Project Summary: Enormous strides continue to be made in the design of nanoparticles as highly specialized
therapeutics for achieving superior outcomes over standard pharmacological agents, the latter often associated
with significant toxicity that limits treatment efficacy. While cancer immunotherapies have revolutionized the
treatment of disease and shown therapeutic benefits in hard-to-treat cancers, these agents are limited, for
example, by immune-related adverse events and off-target effects in immunosuppressive microenvironments.

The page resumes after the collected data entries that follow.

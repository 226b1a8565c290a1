//! Per-residue physicochemical constants, indexed by [`AminoAcid::index`].

use crate::core::models::residue::AminoAcid;

pub const PHYSIOLOGICAL_PH: f64 = 7.4;

/// Average mass of a free water molecule, added once per chain.
pub const WATER_MASS: f64 = 18.01528;

pub const PKA_N_TERMINUS: f64 = 8.6;
pub const PKA_C_TERMINUS: f64 = 3.6;

/// Kyte-Doolittle hydropathy.
#[rustfmt::skip]
const HYDROPATHY: [f64; AminoAcid::COUNT] = [
    1.8, -4.5, -3.5, -3.5, 2.5, -3.5, -3.5, -0.4, -3.2, 4.5,
    3.8, -3.9, 1.9, 2.8, -1.6, -0.8, -0.7, -0.9, -1.3, 4.2,
];

/// Average residue masses (peptide-bonded, water removed), in Da.
#[rustfmt::skip]
const RESIDUE_MASS: [f64; AminoAcid::COUNT] = [
    71.0788, 156.1875, 114.1038, 115.0886, 103.1388, 128.1307, 129.1155, 57.0519, 137.1411, 113.1594,
    113.1594, 128.1741, 131.1926, 147.1766, 97.1167, 87.0782, 101.1051, 186.2132, 163.1760, 99.1326,
];

/// Zamyatnin residue volumes, in cubic angstroms.
#[rustfmt::skip]
const VOLUME: [f64; AminoAcid::COUNT] = [
    88.6, 173.4, 114.1, 111.1, 108.5, 143.8, 138.4, 60.1, 153.2, 166.7,
    166.7, 168.6, 162.9, 189.9, 112.7, 89.0, 116.1, 227.8, 193.6, 140.0,
];

/// Chou-Fasman conformational propensities: (helix, sheet, turn).
#[rustfmt::skip]
const CHOU_FASMAN: [(f64, f64, f64); AminoAcid::COUNT] = [
    (1.42, 0.83, 0.66), (0.98, 0.93, 0.95), (0.67, 0.89, 1.56), (1.01, 0.54, 1.46),
    (0.70, 1.19, 1.19), (1.11, 1.10, 0.98), (1.51, 0.37, 0.74), (0.57, 0.75, 1.56),
    (1.00, 0.87, 0.95), (1.08, 1.60, 0.47), (1.21, 1.30, 0.59), (1.16, 0.74, 1.01),
    (1.45, 1.05, 0.60), (1.13, 1.38, 0.60), (0.57, 0.55, 1.52), (0.77, 0.75, 1.43),
    (0.83, 1.19, 0.96), (1.08, 1.37, 0.96), (0.69, 1.47, 1.14), (1.06, 1.70, 0.50),
];

#[derive(Debug, Clone, Copy, PartialEq)]
enum Ionizable {
    Basic(f64),
    Acidic(f64),
}

// EMBOSS side-chain pKa set.
fn side_chain_group(aa: AminoAcid) -> Option<Ionizable> {
    match aa {
        AminoAcid::Lysine => Some(Ionizable::Basic(10.8)),
        AminoAcid::Arginine => Some(Ionizable::Basic(12.5)),
        AminoAcid::Histidine => Some(Ionizable::Basic(6.5)),
        AminoAcid::AsparticAcid => Some(Ionizable::Acidic(3.9)),
        AminoAcid::GlutamicAcid => Some(Ionizable::Acidic(4.1)),
        AminoAcid::Cysteine => Some(Ionizable::Acidic(8.5)),
        AminoAcid::Tyrosine => Some(Ionizable::Acidic(10.1)),
        _ => None,
    }
}

#[inline]
fn basic_charge(ph: f64, pka: f64) -> f64 {
    1.0 / (1.0 + 10f64.powf(ph - pka))
}

#[inline]
fn acidic_charge(ph: f64, pka: f64) -> f64 {
    -1.0 / (1.0 + 10f64.powf(pka - ph))
}

#[inline]
pub fn hydropathy(aa: AminoAcid) -> f64 {
    HYDROPATHY[aa.index()]
}

#[inline]
pub fn residue_mass(aa: AminoAcid) -> f64 {
    RESIDUE_MASS[aa.index()]
}

#[inline]
pub fn volume(aa: AminoAcid) -> f64 {
    VOLUME[aa.index()]
}

#[inline]
pub fn helix_propensity(aa: AminoAcid) -> f64 {
    CHOU_FASMAN[aa.index()].0
}

#[inline]
pub fn sheet_propensity(aa: AminoAcid) -> f64 {
    CHOU_FASMAN[aa.index()].1
}

#[inline]
pub fn turn_propensity(aa: AminoAcid) -> f64 {
    CHOU_FASMAN[aa.index()].2
}

/// Fractional side-chain charge at `ph` (Henderson-Hasselbalch).
pub fn side_chain_charge(aa: AminoAcid, ph: f64) -> f64 {
    match side_chain_group(aa) {
        Some(Ionizable::Basic(pka)) => basic_charge(ph, pka),
        Some(Ionizable::Acidic(pka)) => acidic_charge(ph, pka),
        None => 0.0,
    }
}

/// Net charge of a free chain at `ph`, including both termini.
pub fn chain_charge(residues: &[AminoAcid], ph: f64) -> f64 {
    let termini = basic_charge(ph, PKA_N_TERMINUS) + acidic_charge(ph, PKA_C_TERMINUS);
    termini
        + residues
            .iter()
            .map(|&aa| side_chain_charge(aa, ph))
            .sum::<f64>()
}

pub fn is_hydrophobic(aa: AminoAcid) -> bool {
    hydropathy(aa) > 0.0
}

Novel, emerging anti-cancer strategies are therefore critically needed to overcome these limitations and improve
durable response rates in combination with immune therapies. One promising strategy exploits the unique “self-
therapeutic” capabilities of the nanomaterials themselves – the treatment of tumors without the need for cytotoxic
drugs. These capabilities are governed by the intrinsic physico-chemical properties of these materials, which can
lead to disruption of signal transduction pathways, cell cross-talk or invasion, and/or induced cell death programs
within the tumor microenvironment (TME) – providing unprecedented opportunities for combating disease. We
have developed specialized ultrasmall fluorescent core-shell silica nanoparticles, Cornell prime dots (C' dots),
with intrinsic therapeutic capabilities enabling a distinct combination of activities that (1) selectively and directly
induce cancer cell death through the iron-dependent mechanism of ferroptosis and (2) modulate immune cells
directly by priming T cells and polarizing macrophages toward a pro-inflammatory phenotype. As CD8+ T cells
are known to also regulate ferroptosis during immunotherapy, such effects are expected to synergize with those
induced by C' dots. A long-term goal of this proposal is to determine critical C' dot physico-chemical parameters
responsible for maximizing responses to these intrinsic therapeutic activities. In Aim I, we will examine the extent
to which changes in the structural properties of PEG-coated C' dots, plain or modified to specifically bind to
melanocortin-1 receptor (MC1-R; a well-established target overexpressed by our syngeneic murine models and
human melanomas), influence therapeutic efficacy in syngeneic melanoma models by modulating ferroptosis
and the tumor microenvironment, in the presence and absence of checkpoint blockade. In Aim II, we will probe
underlying mechanisms driving regulation of immune cell phenotype and/or induction of ferroptosis in vitro. The
successful completion of the project will provide critical insights into (i) key structural parameters modulating the
combined self-therapeutic activities of these particles related to their induction of ferroptosis and priming the
tumor immune microenvironment; (ii) whether critical differences exist in particle characteristics needed to
optimize these distinct activities; (iii) mechanisms underpinning these activities; and (iv) therapeutic strategies
that maximize potent anti-tumor effects in syngeneic melanoma models by administering therapeutic doses of
particles in tandem with checkpoint inhibitors (anti-PD-1 and anti-CTLA-4).

Grant Number: 5R01CA253658-06
NIH Institute/Center: NIH
Principal Investigator: Michelle Bradbury